Here the Trotskyists suggest that the "revolutionary party" (they mean them) will win a majority...so there's no real danger of having one of those other parties win.
But what happens if they lose? Suppose a bourgeois or even a fascist party were to win the elections?
Are the Trotskyists suggesting that we "play fair"...with the class enemy?
But genuinely representative, democratically elected workers councils can exist only if the masses have the right to elect whomever they want without distinction, and without restrictive preconditions as to the ideological or political convictions of the elected delegates.
It "sounds" as if that is exactly what they intend.
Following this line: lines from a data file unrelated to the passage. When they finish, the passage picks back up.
// src/auth/mod.rs
// Identity adapter: verified token -> Principal

pub mod jwt;
pub mod middleware;
pub mod principal;

pub use jwt::{Claims, JwtKeys};
pub use middleware::{bearer_token, require_permission, require_principal};
pub use principal::Principal;
// src/config/server.rs
// Server, database, auth and logging configuration

use anyhow::Result;
use serde::{Deserialize, Serialize};

use super::helpers::{env_or, env_parsed_or};

/// Server configuration
#[derive(Debug, Clone, Serialize, Deserialize)]
pub struct ServerConfig {
    pub host: String,
    pub port: u16,
}

impl ServerConfig {
    pub fn from_env() -> Result<Self> {
        Ok(Self {
            host: env_or("TERMGATE_HOST", "127.0.0.1"),
            port: env_parsed_or("TERMGATE_PORT", 8080)?,
        })
    }

    pub fn bind_address(&self) -> String {
        format!("{}:{}", self.host, self.port)
    }
}

/// Database configuration
#[derive(Debug, Clone, Serialize, Deserialize)]
pub struct DatabaseConfig {
    pub url: String,
    pub max_connections: u32,
}

impl DatabaseConfig {
    pub fn from_env() -> Result<Self> {
        Ok(Self {
            url: env_or("DATABASE_URL", "sqlite://termgate.db"),
            max_connections: env_parsed_or("TERMGATE_SQLITE_MAX_CONNECTIONS", 8)?,
        })
    }
}

/// Logging configuration
#[derive(Debug, Clone, Serialize, Deserialize)]
pub struct LoggingConfig {
    /// `EnvFilter` directive, e.g. `info` or `termgate=debug,tower_http=info`
    pub level: String,
}

impl LoggingConfig {
    pub fn from_env() -> Self {
        Self {
            level: env_or("TERMGATE_LOG_LEVEL", "info"),
        }
    }
}

const DEV_JWT_SECRET: &str = "termgate-dev-secret-change-me";

/// Token verification settings
#[derive(Clone, Serialize, Deserialize)]
pub struct AuthConfig {
    #[serde(skip_serializing)]
    pub jwt_secret: String,
    /// Lifetime of tokens minted by `termgate issue-token`
    pub token_ttl_hours: i64,
}

impl AuthConfig {
    pub fn from_env() -> Result<Self> {
        let jwt_secret = match std::env::var("JWT_SECRET") {
            Ok(secret) if !secret.trim().is_empty() => secret,
            _ => DEV_JWT_SECRET.to_string(),
        };

        Ok(Self {
            jwt_secret,
            token_ttl_hours: env_parsed_or("TERMGATE_TOKEN_TTL_HOURS", 12)?,
        })
    }

    pub fn uses_dev_secret(&self) -> bool {
        self.jwt_secret == DEV_JWT_SECRET
    }
}

impl std::fmt::Debug for AuthConfig {
    fn fmt(&self, f: &mut std::fmt::Formatter<'_>) -> std::fmt::Result {
        f.debug_struct("AuthConfig")
            .field("jwt_secret", &"<redacted>")
            .field("token_ttl_hours", &self.token_ttl_hours)
            .finish()
    }
}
If one says that only parties and organizations that have no bourgeois (or petty-bourgeois?) program or ideology, or are not "engaged in anti-socialist or anti-soviet propaganda and/or agitation" are to be legalized, how is one to determine the dividing line? Will parties with a majority of working-class members but with a bourgeois ideology be forbidden? How can such a position be reconciled with free elections for workers councils? What is the dividing line between "bourgeois program" and "reformist ideology"? Must reformist parties be forbidden as well? Will the Social Democracy be suppressed?
Those are reasonable questions...provided you accept the "framework" of the "workers' state". If you're going to try to have a "democratic workers' state", then it will be very difficult to "draw a line" between genuinely pro-working class candidates and candidates that represent anti-working class positions.
And that matters...because if you have a centralized "workers' state", then whoever wins those elections is going to have a great deal of power in their hands with little practical accountability. Even if you have a recall mechanism "in place", recalls still take time...and much perhaps irreparable damage can be done to the revolution in that time.
The real choice is: either workers democracy with the right of the masses to elect whomever they want, and freedom of political organization for those elected (including people with bourgeois or petty bourgeois ideologies or programs), or a decisive restriction of the political rights of the working class itself, with all the consequences which flow therefrom.
No, the real choice is between any kind of centralized "workers' state" or a conscious decision to avoid creating a political "center of gravity" at all...devolving power to local and regional assemblies and federations.
There will doubtless be Stalin-wannabes after the revolution who wish to "lift the world"...the way to deal with that is to deprive them of both a lever and a place to stand.